You keep saying Jesus received the "flesh of His mother." No, he received the flesh of his mother and father through their DNA. The Holy Spirit supplied the DNA for the father, Mary the DNA of the mother. While God is not a being of flesh, God can and has created flesh and human DNA. The fertilized egg in Mary's womb was a normal fertilized egg but the method by how that egg can to be fertilized was different. Just because Jesus did not have an earthly father does not mean his flesh is 100% from Mary. It is those chromosomes mixing in the egg that create the flesh.
Even a human child does not receive the flesh of His father. The mothers ovum, for the purposes here the unfertilized female egg, is the flesh of the women. It takes the the spark of life to make it a zygote (fertilized egg). Except for chromosomes, nothing of the father remains with the child. The flesh the child bears is that of its mother.
Federal Headship is found in the Bible as Christ is called the "second Adam." It was not invented nor was an attempt to explain away anything regarding Mary. I don't see where Federal Headship is married to "once saved always saved" either.

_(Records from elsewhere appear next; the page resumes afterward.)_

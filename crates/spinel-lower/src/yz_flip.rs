//! Clip-space y/z flip of the position output.
//!
//! Vulkan's clip space points y down and maps depth to `[0, 1]`; targets that
//! disagree get the difference folded into the last pre-raster stage. The
//! conditional variants test the runtime `yz_flip_mask` against the
//! configured viewport masks so a single compiled shader serves both
//! orientations.

use spinel_ir::{
    AluOp, Builder, Def, InstrKind, Intrinsic, IntrinsicOp, Metadata, Mode, Shader, Slot, Value,
};
use spinel_opt::run_intrinsics_pass;

use crate::LoweringResult;
use crate::runtime::{FlipKind, RuntimeConf, YZ_FLIP_MASK, load_runtime_field};

/// Rewrites whole-vector stores to the position output so y is negated
/// and/or z becomes `w - z`, as configured in [`RuntimeConf::yz_flip`].
///
/// Only the stage named by [`YzFlip::last_pre_raster`] is touched, so one
/// configuration can be shared by every stage of a pipeline. The pass is
/// not idempotent: running it twice flips twice, so the lowering pipeline
/// runs it exactly once.
pub fn lower_yz_flip(shader: &mut Shader, conf: &RuntimeConf) -> LoweringResult {
    let flip = conf.yz_flip;
    let stage = shader.stage();
    if !stage.is_pre_raster()
        || stage != flip.last_pre_raster
        || (flip.y == FlipKind::None && flip.z == FlipKind::None)
    {
        return LoweringResult::NONE;
    }

    let mut requires_runtime_data = false;
    let progress = run_intrinsics_pass(shader, &[IntrinsicOp::StoreDeref], Metadata::ALL, |ctx| {
        let InstrKind::Intrinsic(Intrinsic::StoreDeref {
            deref,
            value,
            write_mask,
        }) = *ctx.kind()
        else {
            return false;
        };
        let var = &ctx.shader.variables[ctx.func.deref_root(deref)];
        let whole = ctx.func.deref_path(deref).len() == 1
            && write_mask == 0xf
            && ctx.func.def_of(value).num_components == 4;
        if var.mode != Mode::ShaderOut || var.data.location != Some(Slot::POS) || !whole {
            return false;
        }

        let mut b = ctx.before();
        let [x, y, z, w] = [0, 1, 2, 3].map(|c| b.extract(value, c));
        let mask = if flip.y == FlipKind::Conditional || flip.z == FlipKind::Conditional {
            requires_runtime_data = true;
            Some(load_runtime_field(&mut b, conf, YZ_FLIP_MASK, Def::U32))
        } else {
            None
        };

        let flipped_y = b.alu(AluOp::FNeg, &[y]);
        let y = select(&mut b, flip.y, mask, u32::from(flip.y_mask), y, flipped_y);
        let flipped_z = b.alu(AluOp::FSub, &[w, z]);
        let z = select(&mut b, flip.z, mask, u32::from(flip.z_mask) << 16, z, flipped_z);
        let position = b.vec(&[x, y, z, w]);

        if let InstrKind::Intrinsic(Intrinsic::StoreDeref { value, .. }) =
            &mut ctx.func.instrs[ctx.instr].kind
        {
            *value = position;
        }
        true
    });

    LoweringResult {
        progress,
        requires_runtime_data,
        push_constant_size: None,
    }
}

fn select(
    b: &mut Builder<'_>,
    kind: FlipKind,
    mask: Option<Value>,
    bits: u32,
    original: Value,
    flipped: Value,
) -> Value {
    match (kind, mask) {
        (FlipKind::None, _) => original,
        (FlipKind::Unconditional, _) => flipped,
        (FlipKind::Conditional, Some(mask)) => {
            let bits = b.const_u32(bits);
            let set = b.alu(AluOp::IAnd, &[mask, bits]);
            let zero = b.const_u32(0);
            let cond = b.alu(AluOp::INe, &[set, zero]);
            b.bcsel(cond, flipped, original)
        }
        (FlipKind::Conditional, None) => unreachable!("conditional flip without a mask"),
    }
}

#[cfg(test)]
mod tests {
    use super::*;
    use spinel_ir::{Scalar, Stage, TypeInner, Variable, VectorSize, validate};

    use crate::runtime::YzFlip;

    fn position_store(stage: Stage) -> (Shader, Value) {
        let mut shader = Shader::new(stage);
        let vec4 = shader.add_type(TypeInner::Vector {
            size: VectorSize::Quad,
            scalar: Scalar::F32,
        });
        let pos = shader.add_variable(
            Variable::new("gl_Position", vec4, Mode::ShaderOut).with_location(Slot::POS),
        );
        let entry = shader.entry().entry;
        let mut b = Builder::at_end(shader.entry_mut(), entry);
        let one = b.const_f32(1.0);
        let v = b.vec(&[one, one, one, one]);
        let d = b.deref_var(pos, Mode::ShaderOut, vec4);
        let store = b.store_deref(d, v);
        (shader, store)
    }

    fn stored_value(shader: &Shader, store: Value) -> Value {
        match shader.entry().kind(store) {
            InstrKind::Intrinsic(Intrinsic::StoreDeref { value, .. }) => *value,
            other => panic!("not a store: {other:?}"),
        }
    }

    fn conf(y: FlipKind, z: FlipKind) -> RuntimeConf {
        conf_for(Stage::Vertex, y, z)
    }

    fn conf_for(last_pre_raster: Stage, y: FlipKind, z: FlipKind) -> RuntimeConf {
        RuntimeConf {
            yz_flip: YzFlip {
                y,
                z,
                y_mask: 0b1,
                z_mask: 0b1,
                last_pre_raster,
            },
            ..RuntimeConf::default()
        }
    }

    #[test]
    fn unconditional_y_flip_negates_y() {
        let (mut shader, store) = position_store(Stage::Vertex);
        let result = lower_yz_flip(&mut shader, &conf(FlipKind::Unconditional, FlipKind::None));
        assert!(result.progress);
        assert!(!result.requires_runtime_data);
        assert_eq!(validate(&shader), Ok(()));

        let func = shader.entry();
        let InstrKind::Alu { op: AluOp::Vec, srcs } = func.kind(stored_value(&shader, store)) else {
            panic!("position is not rebuilt");
        };
        assert!(matches!(func.kind(srcs[1]), InstrKind::Alu { op: AluOp::FNeg, .. }));
        assert!(matches!(func.kind(srcs[2]), InstrKind::Alu { op: AluOp::Extract(2), .. }));
    }

    #[test]
    fn conditional_z_flip_reads_runtime_mask() {
        let (mut shader, store) = position_store(Stage::TessEval);
        let flip = conf_for(Stage::TessEval, FlipKind::None, FlipKind::Conditional);
        let result = lower_yz_flip(&mut shader, &flip);
        assert!(result.progress);
        assert!(result.requires_runtime_data);
        assert_eq!(validate(&shader), Ok(()));

        let func = shader.entry();
        let InstrKind::Alu { srcs, .. } = func.kind(stored_value(&shader, store)) else {
            panic!("position is not rebuilt");
        };
        assert!(matches!(func.kind(srcs[2]), InstrKind::Alu { op: AluOp::BCsel, .. }));
    }

    #[test]
    fn fragment_and_disabled_flips_do_nothing() {
        let (mut shader, _) = position_store(Stage::Fragment);
        let flip = conf(FlipKind::Unconditional, FlipKind::Unconditional);
        assert_eq!(lower_yz_flip(&mut shader, &flip), LoweringResult::NONE);

        let (mut shader, _) = position_store(Stage::Vertex);
        assert_eq!(lower_yz_flip(&mut shader, &RuntimeConf::default()), LoweringResult::NONE);
    }

    #[test]
    fn only_the_last_pre_raster_stage_flips() {
        let flip = conf_for(Stage::Geometry, FlipKind::Unconditional, FlipKind::None);
        let (mut vertex, vertex_store) = position_store(Stage::Vertex);
        let (mut geometry, geometry_store) = position_store(Stage::Geometry);
        let original = stored_value(&vertex, vertex_store);

        assert_eq!(lower_yz_flip(&mut vertex, &flip), LoweringResult::NONE);
        assert_eq!(stored_value(&vertex, vertex_store), original);
        assert!(lower_yz_flip(&mut geometry, &flip).progress);
        assert_eq!(validate(&geometry), Ok(()));
        let func = geometry.entry();
        let InstrKind::Alu { srcs, .. } = func.kind(stored_value(&geometry, geometry_store)) else {
            panic!("position is not rebuilt");
        };
        assert!(matches!(func.kind(srcs[1]), InstrKind::Alu { op: AluOp::FNeg, .. }));
    }
}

You've completely failed St. Paul's lecture. Roman's 5:12-21 does not revel 'headship'. And the "second Adam" is said to be the last Adam
[1 Corinthians 15:45]. The interpretation is a way to justify "once saved always saved", another false doctrine most always found with the false doctrine of "sin nature".
You are assuming sin nature is passed by physical means. Our sin nature is a spiritual affliction that is part of our spiritual nature. It is not something found in the father or mother's DNA. This should not be surprising as our redeemed nature is also not gained through the flesh. Mary was a sinner but that does not make Jesus a sinner because he was not given that sin nature which is considered passed on through the father but not in his DNA. It was not necessary for Mary to be without sin for Christ to be born without a sin nature.
Sin is not innate part of man's nature.
The main focus in Scripture is on the sin of Adam, not Eve. Although Eve did sin, and sinned first, it is Adam's sin that is the focus.
where does it say man's sin is greater than woman's (Eve's)
Scripture never calls Mary a "New Eve", and any parallels between Mary and Eve are largely man-made by the Catholic church. Many Old Testament saints were saved before Mary was ever born.
Mary was a blessed vehicle through whom God gave us the incarnation. She was not born sinless, likely did not remain a virgin, and no doubt sinned during her lifetime. That does not diminish our admiration for her in believing by faith the incredible news she was given by the angel Gabriel. She is a model wife and mother. Why must we make her into something more she is not?
Mary was born sinless, remained a virgin, and never sinned. Your teachings are not found in the Bible, indeed are contrary to a true understanding of Holy Scripture and go against the teachings found in the early Church.
Non-Catholics demand that everything be in the Bible. Catholics do not make the same demand for the obvious reason, it may not have been revealed to the Church by the Holy Spirit for hundreds of years. Mary was said to be Aeiparthenos, “Ever Virgin”, by the Second Council of Constantinople in 553 and by the Lateran Synod (649). Prior to those concils the early Church Fathers honored Mary as Ever Virgin:
“Let those, therefore, who deny that the Son is by nature from the Father and proper to his essence deny also that he took true human flesh from the ever-virgin Mary” (Discourses Against the Arians 2:70 [A.D. 360]).
“We believe in one God, the Father almighty, maker of all things, both visible and invisible; and in one Lord Jesus Christ, the Son of God . . . who for us men and for our salvation came down and took flesh, that is, was born perfectly of the holy ever-virgin Mary by the Holy Spirit” (The Man Well-Anchored 120 [A.D. 374]).
“[Helvidius] produces Tertullian as a witness [to his view] and quotes Victorinus, bishop of Petavium. Of Tertullian, I say no more than that he did not belong to the Church. But as regards Victorinus, I assert what has already been proven from the gospel—that he [Victorinus] spoke of the brethren of the Lord not as being sons of Mary but brethren in the sense I have explained, that is to say, brethren in point of kinship, not by nature. [By discussing such things we] are . . . following the tiny streams of opinion. Might I not array against you the whole series of ancient writers? Ignatius, Polycarp, Irenaeus, Justin Martyr, and many other apostolic and eloquent men, who against [the heretics] Ebion, Theodotus of Byzantium, and Valentinus, held these same views and wrote volumes replete with wisdom. If you had ever read what they wrote, you would be a wiser man” (Against Helvidius: The Perpetual Virginity of Mary 19 [A.D. 383]).